Oh, also, zero times $\imath$ is zero again. So if you really want, you can say all real numbers are complex numbers; they’re just themselves plus $0 \imath$. Complex-valued functions are worth a lot of study in their own right. Better, they’re easier to study (at the introductory level) than real-valued functions are. This is such a relief to the mathematics major.

And now let me explain some little nagging weird thing. I’ve been using ‘z’ to represent the independent variable here. You know, using it as if it were ‘x’. This is a convention mathematicians use, when working with complex-valued numbers. An arbitrary complex-valued number tends to be called ‘z’. We haven’t forgotten x, though. We just in this context use ‘x’ to mean “the real part of z”. We also use “y” to carry information about the imaginary part of z. When we write ‘z’ we hold in trust an ‘x’ and ‘y’ for which $z = x + y\imath$. This all comes in handy.

But we still don’t have Julia Sets for every complex-valued function. We need it to be a rational function. The name evokes rational numbers, but that doesn’t seem like much guidance. $f:z \rightarrow \frac{3}{5}$ is a rational function. It seems too boring to be worth studying, though, and it is. A “rational function” is a function that’s one polynomial divided by another polynomial. This whether they’re real-valued or complex-valued polynomials.

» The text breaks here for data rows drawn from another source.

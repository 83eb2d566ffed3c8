//! Deterministic timer service for tests.
//!
//! [`ManualTimers`] never fires on its own: tests inspect what is scheduled
//! with [`pending`](ManualTimers::pending) and fire a timer explicitly with
//! [`fire`](ManualTimers::fire). Removal behaves exactly like the
//! production service.

use std::sync::Mutex;
use std::time::Duration;

use aircap_core::{TimerId, TimerService};

struct Entry {
    id: TimerId,
    delay: Duration,
    cb: Box<dyn FnOnce() + Send>,
}

/// A [`TimerService`] driven by the test.
pub struct ManualTimers {
    state: Mutex<(u64, Vec<Entry>)>,
}

impl ManualTimers {
    /// Create an empty timer service.
    pub fn new() -> Self {
        ManualTimers {
            state: Mutex::new((1, Vec::new())),
        }
    }

    /// Scheduled timers as `(id, delay)` pairs, in registration order.
    pub fn pending(&self) -> Vec<(TimerId, Duration)> {
        self.state
            .lock()
            .unwrap()
            .1
            .iter()
            .map(|e| (e.id, e.delay))
            .collect()
    }

    /// Number of scheduled timers.
    pub fn len(&self) -> usize {
        self.state.lock().unwrap().1.len()
    }

    /// Whether nothing is scheduled.
    pub fn is_empty(&self) -> bool {
        self.len() == 0
    }

    /// Fire one timer now. Returns false if the id is not scheduled.
    ///
    /// The callback runs outside the internal lock, so it may freely
    /// register or remove timers.
    pub fn fire(&self, id: TimerId) -> bool {
        let entry = {
            let mut state = self.state.lock().unwrap();
            let pos = state.1.iter().position(|e| e.id == id);
            pos.map(|pos| state.1.remove(pos))
        };
        match entry {
            Some(entry) => {
                (entry.cb)();
                true
            }
            None => false,
        }
    }

    /// Fire the earliest-registered timer, if any.
    pub fn fire_next(&self) -> bool {
        let id = self.state.lock().unwrap().1.first().map(|e| e.id);
        match id {
            Some(id) => self.fire(id),
            None => false,
        }
    }
}

impl Default for ManualTimers {
    fn default() -> Self {
        Self::new()
    }
}

impl TimerService for ManualTimers {
    fn register_timer(&self, delay: Duration, cb: Box<dyn FnOnce() + Send>) -> TimerId {
        let mut state = self.state.lock().unwrap();
        let id = state.0;
        state.0 += 1;
        state.1.push(Entry { id, delay, cb });
        id
    }

    fn remove_timer(&self, id: TimerId) {
        self.state.lock().unwrap().1.retain(|e| e.id != id);
    }
}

So. Start with an ‘f’ that’s one complex-valued polynomial divided by another complex-valued polynomial. Start with the domain D, all of the complex-valued numbers. Find f(D). And f(f(D)). And f(f(f(D))). And so on. If you iterated this ‘f’ without limit, what’s the set of points that never go off to infinity? That’s the Julia Set for that function ‘f’.

There are some famous Julia sets, though. There are the Julia sets that we heard about during the great fractal boom of the 1980s. This was when computers got cheap enough, and their graphic abilities good enough, to automate the calculation of points in these sets. At least to approximate the points in these sets. And these are based on some nice, easy-to-understand functions. First, you have to pick a constant C. This C is drawn from the complex-valued numbers. But that can still be, like, ½, if that’s what interests you. For whatever your C is? Define this function: $f_C: z \rightarrow z^2 + C$

And that’s it. Yes, this is a rational function. The numerator function is $z^2 + C$. The denominator function is $1$.

This produces many different patterns. If you picked C = 0, you get a circle. Good on you for starting out with something you could double-check. If you picked C = -2? You get a long skinny line, again, easy enough to check. If you picked C = -1? Well, now you have a nice interesting weird shape, several bulging ovals with peninsulas of other bulging ovals all over. Pick other numbers. Pick numbers with interesting imaginary components. You get pinwheels. You get jagged streaks of lightning. You can even get separate islands, whole clouds of disjoint threatening-looking blobs.

There is some guessing what you’ll get. If you work out a Julia Set for a particular C, you’ll see a similar-looking Julia Set for a different C that’s very close to it. This is a comfort.

You can create a Julia Set for any rational function. I’ve only ever seen anyone actually do it for functions that look like what we already had. $z^3 + C$. Sometimes $z^4 + C$. I suppose once, in high school, I might have tried $z^5 + C$ but I don’t remember what it looked like. If someone’s done, say, $\frac{1}{z^2 + C}$ please write in and let me know what it looks like.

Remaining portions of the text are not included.